Altered gene expression in cells adapted to long-term Gln depletion

By culturing Hep3B cells in Gln-free media supplemented with ammonia, we established a cell line MM01 with a slow growing phenotype, which represents a result of long-term adaptation to Gln insufficiency.14 Comparing the gene expression of MM01 cells with acute Gln-depeleted Hep3B cells, we expected to reveal insight into the adaptive mechanisms. Microarray analysis reveal only 292 genes were upregulated, while 398 genes were downregulated in MM01 cells. Among the upregulated genes, 166 were also upregulated, while 43 were downregulated under acute Gln-depleted conditions (Fig. 3A). To gain insight into the growth inhibition upon acute Gln depletion, we compared the gene expression of cell cycle regulators. Based on IPA analysis, acute Gln depletion caused significant reprogramming of three groups of cell cycle-related genes: G1/S checkpoint, G2/M checkpoint and cyclins and cell cycle regulators (Fig. 3B).
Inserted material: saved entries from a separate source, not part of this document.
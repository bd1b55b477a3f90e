//! Snapshots of installed skills taken before they are overwritten

use std::path::{Path, PathBuf};

use crate::common::fs::{CopyOptions, copy_dir_recursive, remove_dir_all};
use crate::common::paths::BACKUP_DIR;
use crate::error::{Result, file_write_failed, io_error};

/// Copy `skill_dir` to `<parent>/.backup/<name>_<YYYYmmdd_HHMMSS>` and return the copy.
pub fn backup_skill(skill_dir: &Path) -> Result<PathBuf> {
    let parent = skill_dir
        .parent()
        .ok_or_else(|| io_error(format!("No parent directory for {}", skill_dir.display())))?;
    let name = skill_dir
        .file_name()
        .ok_or_else(|| io_error(format!("No directory name for {}", skill_dir.display())))?
        .to_string_lossy();

    let backup_root = parent.join(BACKUP_DIR);
    std::fs::create_dir_all(&backup_root).map_err(|e| file_write_failed(&backup_root, e))?;

    let stamp = chrono::Local::now().format("%Y%m%d_%H%M%S");
    let backup_path = unique_path(&backup_root, &format!("{name}_{stamp}"));

    if let Err(err) = copy_dir_recursive(skill_dir, &backup_path, &CopyOptions::default()) {
        // Leave no half-written snapshot behind
        let _ = remove_dir_all(&backup_path);
        return Err(err);
    }

    Ok(backup_path)
}

/// `dir/stem`, or `dir/stem_1`, `dir/stem_2`, ... when taken.
fn unique_path(dir: &Path, stem: &str) -> PathBuf {
    let first = dir.join(stem);
    if !first.exists() {
        return first;
    }
    (1..)
        .map(|n| dir.join(format!("{stem}_{n}")))
        .find(|p| !p.exists())
        .unwrap_or(first)
}

#[cfg(test)]
mod tests {
    use super::*;
    use std::fs;
    use tempfile::TempDir;

    #[test]
    fn test_backup_copies_into_reserved_dir() {
        let temp = TempDir::new().unwrap();
        let skill = temp.path().join("pdf");
        fs::create_dir_all(&skill).unwrap();
        fs::write(skill.join("SKILL.md"), "old").unwrap();

        let backup = backup_skill(&skill).unwrap();

        assert_eq!(backup.parent(), Some(temp.path().join(BACKUP_DIR).as_path()));
        let name = backup.file_name().unwrap().to_string_lossy().into_owned();
        assert!(name.starts_with("pdf_"), "{name}");
        assert_eq!(fs::read_to_string(backup.join("SKILL.md")).unwrap(), "old");
        assert!(skill.join("SKILL.md").exists());
    }

    #[test]
    fn test_backups_in_same_second_do_not_collide() {
        let temp = TempDir::new().unwrap();
        let skill = temp.path().join("pdf");
        fs::create_dir_all(&skill).unwrap();
        fs::write(skill.join("SKILL.md"), "x").unwrap();

        let first = backup_skill(&skill).unwrap();
        let second = backup_skill(&skill).unwrap();
        assert_ne!(first, second);
        assert!(first.is_dir() && second.is_dir());
    }

    #[test]
    fn test_backup_fails_when_reserved_dir_is_a_file() {
        let temp = TempDir::new().unwrap();
        let skill = temp.path().join("pdf");
        fs::create_dir_all(&skill).unwrap();
        fs::write(temp.path().join(BACKUP_DIR), "not a directory").unwrap();

        assert!(backup_skill(&skill).is_err());
    }

    #[test]
    fn test_unique_path() {
        let temp = TempDir::new().unwrap();
        assert_eq!(unique_path(temp.path(), "a"), temp.path().join("a"));
        fs::create_dir(temp.path().join("a")).unwrap();
        fs::create_dir(temp.path().join("a_1")).unwrap();
        assert_eq!(unique_path(temp.path(), "a"), temp.path().join("a_2"));
    }
}
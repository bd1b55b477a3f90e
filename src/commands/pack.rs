//! Pack command implementation
//!
//! Zips skills for upload to Claude Desktop and writes a manifest listing them.

use super::helpers::{locate_skills, open_source};
use crate::cli::PackArgs;
use crate::common::string_utils::split_names;
use crate::error::{Result, SkillsError};
use crate::git::{GitCli, Vcs};
use crate::interrupt;
use crate::pack::{Manifest, pack_skill, write_manifest};
use crate::skill::Skill;
use crate::ui::Printer;

/// Run pack command
pub fn run(args: PackArgs, printer: &Printer) -> Result<()> {
    run_with(&GitCli, args, printer)
}

pub(crate) fn run_with(vcs: &dyn Vcs, args: PackArgs, printer: &Printer) -> Result<()> {
    let source = open_source(vcs, &args.source.repo, args.source.branch.as_deref(), printer)?;
    let located = locate_skills(&source, printer);
    if located.skills.is_empty() {
        printer.warning(format!("No skills found in {}", args.source.repo));
        return Ok(());
    }

    let selected: Vec<&Skill> = match args.skills.as_deref() {
        None => located.skills.iter().collect(),
        Some(names) => {
            let requested = split_names(names);
            let selected: Vec<&Skill> = located
                .skills
                .iter()
                .filter(|s| requested.iter().any(|n| s.matches(n)))
                .collect();
            if selected.is_empty() {
                return Err(SkillsError::NoMatchingSkills {
                    requested: requested.join(", "),
                    available: located
                        .skills
                        .iter()
                        .map(|s| s.folder_name.as_str())
                        .collect::<Vec<_>>()
                        .join(", "),
                });
            }
            selected
        }
    };

    printer.info(format!(
        "Packing {} skills into {}",
        selected.len(),
        args.output.display()
    ));

    let mut manifest = Manifest::default();
    for skill in selected {
        interrupt::check()?;
        let entry = pack_skill(skill, &args.output)?;
        printer.success(format!("Packed: {} -> {}", entry.name, entry.zip));
        manifest.skills.push(entry);
    }

    let manifest_path = write_manifest(&args.output, &manifest)?;
    printer.info(format!("Manifest: {}", manifest_path.display()));
    Ok(())
}
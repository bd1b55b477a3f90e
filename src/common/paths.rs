//! Install directory conventions

use std::env;
use std::path::{Path, PathBuf};

use crate::common::fs::resolve_path;
use crate::error::{Result, SkillsError, io_error};

/// Directory that holds skills, relative to the home directory or the project
const SKILLS_SUBDIR: &[&str] = &[".claude", "skills"];

/// Reserved subdirectory (inside a skills directory) holding backups
pub const BACKUP_DIR: &str = ".backup";

/// Where skills are installed.
#[derive(Debug, Clone, Copy, PartialEq, Eq)]
pub enum Scope {
    /// `~/.claude/skills`
    Personal,
    /// `./.claude/skills`
    Project,
}

impl Scope {
    pub fn label(self) -> &'static str {
        match self {
            Scope::Personal => "personal",
            Scope::Project => "project",
        }
    }

    /// The skills directory for this scope.
    pub fn skills_dir(self) -> Result<PathBuf> {
        let base = match self {
            Scope::Personal => dirs::home_dir().ok_or(SkillsError::HomeDirectoryUnavailable)?,
            Scope::Project => env::current_dir()
                .map_err(|e| io_error(format!("Failed to get current directory: {e}")))?,
        };
        Ok(skills_dir_under(&base))
    }
}

/// `<base>/.claude/skills`
pub fn skills_dir_under(base: &Path) -> PathBuf {
    SKILLS_SUBDIR.iter().fold(base.to_path_buf(), |p, c| p.join(c))
}

/// The directory a command operates on: `--target` wins, then `--project`, then the
/// personal directory.
pub fn target_dir(target: Option<&Path>, project: bool) -> Result<PathBuf> {
    match target {
        Some(dir) => Ok(dir.to_path_buf()),
        None if project => Scope::Project.skills_dir(),
        None => Scope::Personal.skills_dir(),
    }
}

/// Drop roots that resolve to a directory already listed, keeping the first label.
///
/// Running from `$HOME` makes the personal and project directories the same path.
pub fn distinct_roots<T>(roots: Vec<(T, PathBuf)>) -> Vec<(T, PathBuf)> {
    let mut seen: Vec<PathBuf> = Vec::new();
    roots
        .into_iter()
        .filter(|(_, dir)| {
            let resolved = resolve_path(dir);
            if seen.contains(&resolved) {
                return false;
            }
            seen.push(resolved);
            true
        })
        .collect()
}
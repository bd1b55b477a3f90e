//! Structural checks for a skill directory

use std::fs;
use std::path::Path;

use super::SKILL_FILE;
use super::frontmatter::{self, HeaderSplit};

const REQUIRED_FIELDS: &[&str] = &["name", "description"];
const MAX_NAME_LEN: usize = 50;
const MAX_DESCRIPTION_LEN: usize = 500;

/// Problems with the skill at `skill_dir`; empty when it is well-formed.
pub fn validate_skill(skill_dir: &Path) -> Vec<String> {
    let marker = skill_dir.join(SKILL_FILE);
    if !marker.is_file() {
        return vec![format!("Missing {SKILL_FILE} file")];
    }

    let content = match fs::read_to_string(&marker) {
        Ok(content) => content,
        Err(e) => return vec![format!("Cannot read {SKILL_FILE}: {e}")],
    };

    let (header, body) = match frontmatter::split(&content) {
        HeaderSplit::Missing => {
            return vec!["Missing YAML frontmatter (should start with ---)".to_string()];
        }
        HeaderSplit::Unclosed => {
            return vec!["Invalid YAML frontmatter (missing closing ---)".to_string()];
        }
        HeaderSplit::Present { header, body } => (header, body),
    };

    let fields = frontmatter::pairs(&header);
    let field = |key: &str| {
        fields
            .iter()
            .rev()
            .find(|(k, _)| k == key)
            .map(|(_, v)| *v)
            .filter(|v| !v.is_empty())
    };

    let mut issues: Vec<String> = REQUIRED_FIELDS
        .iter()
        .filter(|key| field(**key).is_none())
        .map(|key| format!("Missing required field: {key}"))
        .collect();

    if body.trim().is_empty() {
        issues.push("Empty skill body (no instructions after frontmatter)".to_string());
    }
    if field("name").is_some_and(|n| n.chars().count() > MAX_NAME_LEN) {
        issues.push(format!("Name is too long (>{MAX_NAME_LEN} characters)"));
    }
    if field("description").is_some_and(|d| d.chars().count() > MAX_DESCRIPTION_LEN) {
        issues.push(format!(
            "Description is too long (>{MAX_DESCRIPTION_LEN} characters)"
        ));
    }

    issues
}
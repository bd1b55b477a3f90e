//! Formatters for skill lists in different modes
//!
//! The simple mode prints names on one line; the detailed mode prints a
//! Name/Description table and, for installed skills, where each one came from.

use std::fmt::Write;

use super::Printer;
use crate::common::string_utils::truncate;
use crate::installer::provenance;
use crate::skill::Skill;

const DESCRIPTION_WIDTH: usize = 60;
const SOURCE_WIDTH: usize = 50;

/// Formatter trait for rendering a list of skills
pub trait SkillListFormatter {
    fn format(&self, skills: &[Skill], printer: &Printer) -> String;
}

/// Comma-separated display names
pub struct SimpleFormatter;

impl SkillListFormatter for SimpleFormatter {
    fn format(&self, skills: &[Skill], _printer: &Printer) -> String {
        let names: Vec<&str> = skills.iter().map(Skill::display_name).collect();
        format!("\n  {}\n", names.join(", "))
    }
}

/// Name/Description table
pub struct DetailedFormatter {
    /// Add a `↳ source (branch@commit)` line for skills with provenance
    pub show_source: bool,
}

impl SkillListFormatter for DetailedFormatter {
    fn format(&self, skills: &[Skill], printer: &Printer) -> String {
        let width = skills
            .iter()
            .map(|s| s.display_name().chars().count())
            .max()
            .unwrap_or(0)
            .max("Name".len());

        let mut out = String::new();
        let _ = writeln!(out, "\n  {:<width$}  Description", "Name");
        let _ = writeln!(out, "  {}  {}", "-".repeat(width), "-".repeat(50));

        for skill in skills {
            let description = truncate(skill.description.as_deref().unwrap_or("-"), DESCRIPTION_WIDTH);
            let name = format!("{:<width$}", skill.display_name());
            let _ = writeln!(out, "  {}  {description}", printer.cyan(name));

            if !self.show_source {
                continue;
            }
            if let Some(record) = provenance::read(&skill.path) {
                let source = truncate(
                    record.source_reference.as_deref().unwrap_or("-"),
                    SOURCE_WIDTH,
                );
                let line = format!(
                    "↳ {source} ({}@{})",
                    record.branch.as_deref().unwrap_or("-"),
                    record.commit.as_deref().unwrap_or("-")
                );
                let _ = writeln!(out, "  {}  {}", " ".repeat(width), printer.yellow(line));
            }
        }
        out
    }
}

/// Pick the formatter for the `--detail` flag.
pub fn for_detail(detail: bool, show_source: bool) -> Box<dyn SkillListFormatter> {
    if detail {
        Box::new(DetailedFormatter { show_source })
    } else {
        Box::new(SimpleFormatter)
    }
}

#[cfg(test)]
mod tests {
    use super::*;
    use crate::git::RepoLocator;
    use crate::installer::ProvenanceRecord;
    use std::path::PathBuf;
    use tempfile::TempDir;

    fn skill(folder: &str, name: Option<&str>, description: Option<&str>) -> Skill {
        Skill {
            path: PathBuf::from(format!("/nowhere/{folder}")),
            folder_name: folder.to_string(),
            name: name.map(ToString::to_string),
            description: description.map(ToString::to_string),
        }
    }

    #[test]
    fn test_simple_format() {
        let out = SimpleFormatter.format(
            &[skill("pdf", Some("PDF"), None), skill("xlsx", None, None)],
            &Printer::new(false, false),
        );
        assert_eq!(out, "\n  PDF, xlsx\n");
    }

    #[test]
    fn test_detailed_format_truncates_description() {
        let long = "x".repeat(80);
        let out = DetailedFormatter { show_source: false }.format(
            &[skill("pdf", Some("PDF"), Some(&long))],
            &Printer::new(false, false),
        );
        assert!(out.contains("Name  Description"));
        assert!(out.contains(&format!("PDF   {}...", "x".repeat(57))));
    }

    #[test]
    fn test_detailed_format_shows_source() {
        let temp = TempDir::new().unwrap();
        let record = ProvenanceRecord::new(
            &RepoLocator::resolve("https://github.com/o/r").with_branch("main"),
            Some("abc1234".to_string()),
        );
        provenance::write(temp.path(), &record).unwrap();
        let installed = Skill {
            path: temp.path().to_path_buf(),
            folder_name: "pdf".to_string(),
            name: None,
            description: None,
        };

        let out = DetailedFormatter { show_source: true }.format(&[installed], &Printer::new(false, false));
        assert!(out.contains("↳ https://github.com/o/r (main@abc1234)"));
    }
}
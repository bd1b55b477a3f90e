//! String utility functions for common text manipulation operations.

/// Shorten `s` to at most `max` characters, ending in `...` when cut.
///
/// # Examples
/// ```ignore
/// assert_eq!(truncate("abcdef", 5), "ab...");
/// assert_eq!(truncate("abc", 5), "abc");
/// ```
pub fn truncate(s: &str, max: usize) -> String {
    if s.chars().count() <= max {
        return s.to_string();
    }
    let keep = max.saturating_sub(3);
    let mut out: String = s.chars().take(keep).collect();
    out.push_str("...");
    out
}

/// Split a comma-separated list of names, dropping blanks.
pub fn split_names(list: &str) -> Vec<String> {
    list.split(',')
        .map(str::trim)
        .filter(|s| !s.is_empty())
        .map(ToString::to_string)
        .collect()
}
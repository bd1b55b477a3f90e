//! Default branch detection
//!
//! Asks the remote which branch its HEAD points at (`git ls-remote --symref`) without
//! cloning. Any failure falls back to [`DEFAULT_BRANCH`].

use super::Vcs;
use crate::error::Result;

/// Branch assumed when nothing else is known
pub const DEFAULT_BRANCH: &str = "main";

/// Extract the branch from `ls-remote --symref <url> HEAD` output.
///
/// The interesting line looks like `ref: refs/heads/trunk\tHEAD`.
pub fn parse_symref_output(stdout: &str) -> Option<String> {
    stdout.lines().find_map(|line| {
        line.strip_prefix("ref: refs/heads/")
            .and_then(|rest| rest.split_whitespace().next())
            .map(ToString::to_string)
    })
}

/// The remote's default branch, or `main` when the remote cannot be asked.
///
/// Only an interrupt is propagated.
pub fn detect_default_branch(vcs: &dyn Vcs, clone_url: &str) -> Result<String> {
    Ok(vcs
        .remote_head_branch(clone_url)?
        .unwrap_or_else(|| DEFAULT_BRANCH.to_string()))
}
While in the adapted MM01 cells, these groups of genes were not significantly altered. The above results may explain why MM01 cells proliferate continually but slowly. Upregulation of selected genes was further confirmed by qRT-PCR, shown in Figure 3C. Data analysis by IPA predicted the responses of several transcription regulators, which are summarized in Table 5. In addition to ATF4, the other transcription regulators predicted to be upregulated include SMAD2, SMAD3, ESR1, PPARA, DDIT3, TP73 and HIC1. Comparing with cells failing to proliferate during acute Gln depletion (Table 2), the activation of ATF4, SMAD2, SMAD3, ESR1 and PPARα in adapted cells is particularly intriguing. IPA analysis suggests the activation of PPARα in MM01 cells (Table S5).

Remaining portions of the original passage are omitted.